Wednesday, June 25, 2014

Who I Want to Be Like, Part 1...


I'm not going to use his real name, even though most of you who read this blog won't know who he is. It's not a guessing game or anything, and where he did nothing wrong he'd probably be ok with me using his name, but I want to be careful, just in case. 

I met this man while on my mission. I served in his ward twice. It was my first area, thought I didn't really get to know him until I returned a year later. Let's call him Eduardo.

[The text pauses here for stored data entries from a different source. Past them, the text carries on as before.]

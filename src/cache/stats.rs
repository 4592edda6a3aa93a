//! Cache Statistics Module
//!
//! Tracks cache performance metrics including hits, misses, evictions and
//! expirations.

use serde::Serialize;

// == Cache Stats ==
/// Tracks cache performance metrics.
#[derive(Debug, Clone, Default, PartialEq, Serialize)]
pub struct CacheStats {
    /// Number of successful lookups
    pub hits: u64,
    /// Number of lookups that found nothing live
    pub misses: u64,
    /// Number of entries evicted by the capacity bound
    pub evictions: u64,
    /// Number of entries dropped because their TTL elapsed
    pub expirations: u64,
    /// Entries physically held at snapshot time
    pub total_entries: usize,
}

impl CacheStats {
    // == Constructor ==
    /// Creates a new CacheStats with all counters at zero.
    pub fn new() -> Self {
        Self::default()
    }

    // == Hit Rate ==
    /// Calculates the cache hit rate.
    ///
    /// Returns hits / (hits + misses), or 0.0 if no lookups have been made.
    pub fn hit_rate(&self) -> f64 {
        let total = self.hits + self.misses;
        if total == 0 {
            0.0
        } else {
            self.hits as f64 / total as f64
        }
    }

    pub fn record_hit(&mut self) {
        self.hits += 1;
    }

    pub fn record_miss(&mut self) {
        self.misses += 1;
    }

    pub fn record_eviction(&mut self) {
        self.evictions += 1;
    }

    /// Adds `count` TTL removals.
    pub fn record_expirations(&mut self, count: usize) {
        self.expirations += count as u64;
    }

    pub fn set_total_entries(&mut self, count: usize) {
        self.total_entries = count;
    }
}
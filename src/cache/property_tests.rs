//! Property-Based Tests for Cache Module
//!
//! Uses proptest to check the store against a simple recency model.

use proptest::prelude::*;
use std::collections::{BTreeMap, HashMap};
use std::time::Duration;

use crate::cache::{Cache, CacheStore, Expiry};
use crate::codec::{JsonCodec, ValueCodec};
use crate::config::CacheConfig;

// == Test Configuration ==
const TEST_CAPACITY: usize = 8;

// == Strategies ==
/// Small key space so operations collide often
fn key_strategy() -> impl Strategy<Value = String> {
    "[a-j]"
}

fn value_strategy() -> impl Strategy<Value = i64> {
    any::<i64>()
}

#[derive(Debug, Clone)]
enum CacheOp {
    Set { key: String, value: i64 },
    Get { key: String },
    Remove { key: String },
    Purge,
}

fn cache_op_strategy() -> impl Strategy<Value = CacheOp> {
    prop_oneof![
        4 => (key_strategy(), value_strategy()).prop_map(|(key, value)| CacheOp::Set { key, value }),
        3 => key_strategy().prop_map(|key| CacheOp::Get { key }),
        2 => key_strategy().prop_map(|key| CacheOp::Remove { key }),
        1 => Just(CacheOp::Purge),
    ]
}

/// Reference model: a vector ordered least to most recently used.
#[derive(Default)]
struct Model {
    order: Vec<(String, i64)>,
}

impl Model {
    fn position(&self, key: &str) -> Option<usize> {
        self.order.iter().position(|(k, _)| k == key)
    }

    fn set(&mut self, key: String, value: i64, capacity: usize) {
        if let Some(pos) = self.position(&key) {
            self.order.remove(pos);
        } else if self.order.len() >= capacity {
            self.order.remove(0);
        }
        self.order.push((key, value));
    }

    fn get(&mut self, key: &str) -> Option<i64> {
        let pos = self.position(key)?;
        let entry = self.order.remove(pos);
        let value = entry.1;
        self.order.push(entry);
        Some(value)
    }

    fn remove(&mut self, key: &str) {
        if let Some(pos) = self.position(key) {
            self.order.remove(pos);
        }
    }

    fn keys(&self) -> Vec<String> {
        self.order.iter().map(|(k, _)| k.clone()).collect()
    }
}

proptest! {
    #![proptest_config(ProptestConfig::with_cases(100))]

    // Any operation sequence leaves the store in the same recency order as
    // the model, with the same values.
    #[test]
    fn prop_matches_recency_model(ops in prop::collection::vec(cache_op_strategy(), 1..120)) {
        let cache = Cache::new(CacheConfig::new(TEST_CAPACITY)).unwrap();
        let mut model = Model::default();

        for op in ops {
            match op {
                CacheOp::Set { key, value } => {
                    cache.set(key.clone(), &value).unwrap();
                    model.set(key, value, TEST_CAPACITY);
                }
                CacheOp::Get { key } => {
                    let actual = cache.get::<i64>(&key).ok();
                    prop_assert_eq!(actual, model.get(&key));
                }
                CacheOp::Remove { key } => {
                    cache.remove(&key);
                    model.remove(&key);
                }
                CacheOp::Purge => {
                    cache.purge();
                    model.order.clear();
                }
            }
            prop_assert_eq!(cache.keys(), model.keys());
            prop_assert_eq!(cache.len(), model.order.len());
        }
    }

    // Inserting M distinct keys into capacity N leaves exactly min(M, N) keys,
    // the most recent ones in insertion order.
    #[test]
    fn prop_capacity_keeps_most_recent(capacity in 1usize..32, count in 1usize..100) {
        let mut store = CacheStore::new(capacity, Duration::ZERO);
        for i in 0..count {
            let encoded = JsonCodec.encode(&i).unwrap();
            store.set(i.to_string(), encoded, Expiry::Default);
            prop_assert!(store.len() <= capacity);
        }

        let expected: Vec<String> = (count.saturating_sub(capacity)..count)
            .map(|i| i.to_string())
            .collect();
        prop_assert_eq!(store.keys(), expected);
    }

    // Remove makes a key unreadable regardless of its recency position.
    #[test]
    fn prop_remove_at_any_position(count in 1usize..20, victim in 0usize..20) {
        let cache = Cache::new(CacheConfig::new(32)).unwrap();
        for i in 0..count {
            cache.set(i.to_string(), &i).unwrap();
        }
        let victim = (victim % count).to_string();

        cache.remove(&victim);

        prop_assert!(cache.get::<usize>(&victim).unwrap_err().is_not_found());
        prop_assert_eq!(cache.len(), count - 1);
        prop_assert!(!cache.keys().contains(&victim));
    }

    // Structured values come back equal, and mutating one read does not
    // affect the next.
    #[test]
    fn prop_round_trip_without_aliasing(
        value in prop::collection::btree_map("[a-z]{1,8}", prop::collection::vec(any::<i32>(), 0..6), 0..6)
    ) {
        let cache = Cache::new(CacheConfig::new(4)).unwrap();
        cache.set("v", &value).unwrap();

        let mut first: BTreeMap<String, Vec<i32>> = cache.get("v").unwrap();
        prop_assert_eq!(&first, &value);
        first.insert("mutated".to_string(), vec![1]);

        let second: BTreeMap<String, Vec<i32>> = cache.get("v").unwrap();
        prop_assert_eq!(second, value);
    }

    // Integers read back through a dynamic map always report as i64.
    #[test]
    fn prop_dynamic_integers_normalize_to_i64(n in any::<i32>()) {
        let cache = Cache::new(CacheConfig::new(4)).unwrap();
        let mut value = HashMap::new();
        value.insert("n", n);
        cache.set("m", &value).unwrap();

        let read: HashMap<String, crate::codec::DynamicValue> = cache.get("m").unwrap();
        prop_assert_eq!(read["n"].as_i64(), Some(i64::from(n)));
    }
}
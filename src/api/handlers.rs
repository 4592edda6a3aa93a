//! API Handlers
//!
//! HTTP request handlers for each diagnostics endpoint.

use std::time::Duration;

use axum::{
    extract::{Path, State},
    Json,
};

use crate::cache::{Cache, Expiry};
use crate::codec::DynamicValue;
use crate::error::{CacheError, Result};
use crate::models::{
    validate_key, DeleteResponse, GetResponse, HealthResponse, KeysResponse, PurgeResponse,
    SetRequest, SetResponse, StatsResponse,
};

/// Application state shared across all handlers.
///
/// `Cache` handles are internally synchronized, so the state holds one
/// directly.
#[derive(Clone, Debug)]
pub struct AppState {
    pub cache: Cache,
}

impl AppState {
    pub fn new(cache: Cache) -> Self {
        Self { cache }
    }
}

/// Handler for PUT /set
///
/// Stores a JSON value. `ttl` absent uses the cache default; `ttl: 0`
/// never expires.
pub async fn set_handler(
    State(state): State<AppState>,
    Json(req): Json<SetRequest>,
) -> Result<Json<SetResponse>> {
    if let Some(error_msg) = req.validate() {
        return Err(CacheError::InvalidRequest(error_msg));
    }

    let expiry = match req.ttl {
        Some(secs) => Expiry::After(Duration::from_secs(secs)),
        None => Expiry::Default,
    };
    state.cache.set_with(req.key.clone(), &req.value, expiry)?;

    Ok(Json(SetResponse::new(req.key)))
}

/// Handler for GET /get/:key
///
/// Reads a value back generically; integers are reported as i64.
pub async fn get_handler(
    State(state): State<AppState>,
    Path(key): Path<String>,
) -> Result<Json<GetResponse>> {
    let value: DynamicValue = state.cache.get(&key)?;

    Ok(Json(GetResponse::new(key, value)))
}

/// Handler for DELETE /del/:key
///
/// Removes a key here and on every peer. Succeeds whether or not this node
/// held the key.
pub async fn delete_handler(
    State(state): State<AppState>,
    Path(key): Path<String>,
) -> Result<Json<DeleteResponse>> {
    if let Some(error_msg) = validate_key(&key) {
        return Err(CacheError::InvalidRequest(error_msg));
    }

    let removed = state.cache.remove(&key);

    Ok(Json(DeleteResponse::new(key, removed)))
}

/// Handler for POST /purge
pub async fn purge_handler(State(state): State<AppState>) -> Json<PurgeResponse> {
    state.cache.purge();
    Json(PurgeResponse::new())
}

/// Handler for GET /keys
///
/// Lists live keys in recency order, least recently used first.
pub async fn keys_handler(State(state): State<AppState>) -> Json<KeysResponse> {
    Json(KeysResponse::new(state.cache.keys()))
}

/// Handler for GET /stats
pub async fn stats_handler(State(state): State<AppState>) -> Json<StatsResponse> {
    Json(StatsResponse::from(state.cache.stats()))
}

/// Handler for GET /health
pub async fn health_handler(State(state): State<AppState>) -> Json<HealthResponse> {
    Json(HealthResponse::healthy(state.cache.node_id()))
}
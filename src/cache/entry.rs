//! Cache Entry Module
//!
//! Defines the structure for individual cache entries with TTL support.

use std::time::{Duration, Instant};

use crate::cache::expiry::{self, Expiry};
use crate::codec::Encoded;

// == Cache Entry ==
/// Represents a single cache entry with its encoded value and metadata.
#[derive(Debug, Clone)]
pub struct CacheEntry {
    /// The stored representation
    pub value: Encoded,
    /// Creation instant
    pub created_at: Instant,
    /// Expiration instant, None = no expiration
    pub expires_at: Option<Instant>,
}

impl CacheEntry {
    // == Constructor ==
    /// Creates a new cache entry.
    ///
    /// # Arguments
    /// * `value` - The encoded value to store
    /// * `expiry` - TTL selection for this entry
    /// * `default_ttl` - The owning cache's default TTL
    pub fn new(value: Encoded, expiry: Expiry, default_ttl: Duration) -> Self {
        let now = Instant::now();
        Self {
            value,
            created_at: now,
            expires_at: expiry.deadline(default_ttl, now),
        }
    }

    // == Is Expired ==
    /// Checks if the entry has expired as of now.
    pub fn is_expired(&self) -> bool {
        self.is_expired_at(Instant::now())
    }

    /// Checks expiry against a caller-supplied clock reading, so a batch of
    /// entries can be judged against one instant.
    pub fn is_expired_at(&self, now: Instant) -> bool {
        expiry::is_past(self.expires_at, now)
    }

    // == Time To Live ==
    /// Returns the remaining TTL, or None if no expiration is set.
    ///
    /// Returns `Some(Duration::ZERO)` once the entry has expired.
    pub fn ttl_remaining(&self) -> Option<Duration> {
        self.expires_at
            .map(|expires| expires.saturating_duration_since(Instant::now()))
    }
}
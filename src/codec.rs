//! Value Codec Module
//!
//! Type-erased value storage. The cache never holds caller values directly:
//! `set` encodes the value into an opaque [`Encoded`] representation and
//! `get` decodes a fresh, independent copy into whatever type the caller asks
//! for.
//!
//! # Round-trip contract
//!
//! For every type `T` implementing both `Serialize` and `DeserializeOwned`,
//! `decode::<T>(encode(&v))` is observably equal to `v`.
//!
//! # Numeric normalization
//!
//! When a value is decoded into the generic [`DynamicValue`] (or any container
//! of it, such as `HashMap<String, DynamicValue>`), numbers normalize to one
//! canonical width per kind:
//! - any stored integer (`i8`..`i64`, `u8`..`u32`, and `u64` up to `i64::MAX`)
//!   comes back as a number for which `as_i64()` is `Some`
//! - `u64` values above `i64::MAX` come back as `as_u64()` only
//! - `f32`/`f64` come back as `f64`, including whole floats such as `1.0`
//!
//! Decoding into a concrete numeric type applies no widening beyond what
//! serde performs; an out-of-range value fails with [`CacheError::Decode`].
//!
//! # Non-finite floats
//!
//! JSON has no NaN or infinity. `NaN`, `inf` and `-inf` encode as `null`, so
//! they are the one primitive that does not round-trip: reading one back as
//! `f64` fails with [`CacheError::Decode`], while `Option<f64>` reads `None`
//! and [`DynamicValue`] reads `Null`. Callers that need them should store a
//! sentinel or a string form.

use std::fmt;
use std::sync::Arc;

use serde::{de::DeserializeOwned, Serialize};

use crate::error::{CacheError, Result};

/// Generic destination for values whose concrete type is unknown to the reader.
pub type DynamicValue = serde_json::Value;

// == Encoded ==
/// Opaque encoded value. Cloning is cheap and shares the underlying bytes.
#[derive(Clone, PartialEq, Eq)]
pub struct Encoded(Arc<[u8]>);

impl Encoded {
    pub fn from_bytes(bytes: Vec<u8>) -> Self {
        Self(Arc::from(bytes))
    }

    pub fn as_bytes(&self) -> &[u8] {
        &self.0
    }

    /// Size of the representation in bytes.
    pub fn len(&self) -> usize {
        self.0.len()
    }

    pub fn is_empty(&self) -> bool {
        self.0.is_empty()
    }
}

impl fmt::Debug for Encoded {
    fn fmt(&self, f: &mut fmt::Formatter<'_>) -> fmt::Result {
        write!(f, "Encoded({} bytes)", self.0.len())
    }
}

// == Value Codec ==
/// Encode/decode pair used by the cache for every stored value.
pub trait ValueCodec: Send + Sync + 'static {
    /// Encodes a value. Fails only when the value graph holds something
    /// with no serialized form.
    fn encode<T: Serialize + ?Sized>(&self, value: &T) -> Result<Encoded>;

    /// Decodes a stored representation into a new owned value.
    fn decode<T: DeserializeOwned>(&self, encoded: &Encoded) -> Result<T>;

    /// Decodes into a caller-supplied destination, replacing its contents.
    /// On failure the destination is left untouched.
    fn decode_into<T: DeserializeOwned>(&self, encoded: &Encoded, destination: &mut T) -> Result<()> {
        *destination = self.decode(encoded)?;
        Ok(())
    }
}

/// JSON-based codec backed by serde_json.
#[derive(Debug, Default, Clone, Copy)]
pub struct JsonCodec;

impl ValueCodec for JsonCodec {
    fn encode<T: Serialize + ?Sized>(&self, value: &T) -> Result<Encoded> {
        serde_json::to_vec(value)
            .map(Encoded::from_bytes)
            .map_err(|e| CacheError::Encode(e.to_string()))
    }

    fn decode<T: DeserializeOwned>(&self, encoded: &Encoded) -> Result<T> {
        serde_json::from_slice(encoded.as_bytes()).map_err(|e| CacheError::Decode(e.to_string()))
    }
}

When I returned his wife had started cooking meals for my companion and I and another set of Elders. When I walked in my first day back she said hello, then, "We had another Elder Crosby here about a year ago. Was he your cousin?" I said that that was me. She responded, "No, you can't be, he was nice and fat." It took a while to convince her that I was the same guy. When Eduardo came in he said hello and gave me a big hug. He recognized me right away.

It didn't take long for me to notice that while Eduardo was a returned missionary, he didn't participate at church. He never gave talks, never gave the prayer, nothing. I found out that he had been excommunicated. I didn't ask what had happened because, well, excommunication is a private matter. Later on I found out the story. 

Eduardo had been a member of the Stake High Council. One night he caught the Stake President stealing tithing money. Eduardo called the president on it, so the president excommunicated Eduardo. Obviously this was an abuse of power, but when someone came to Eduardo's defense, that person was also excommunicated. I don't know how many years this lasted. I would assume more than five, because Stake Presidents typically serve about five years, and I think Eduardo was waiting it out.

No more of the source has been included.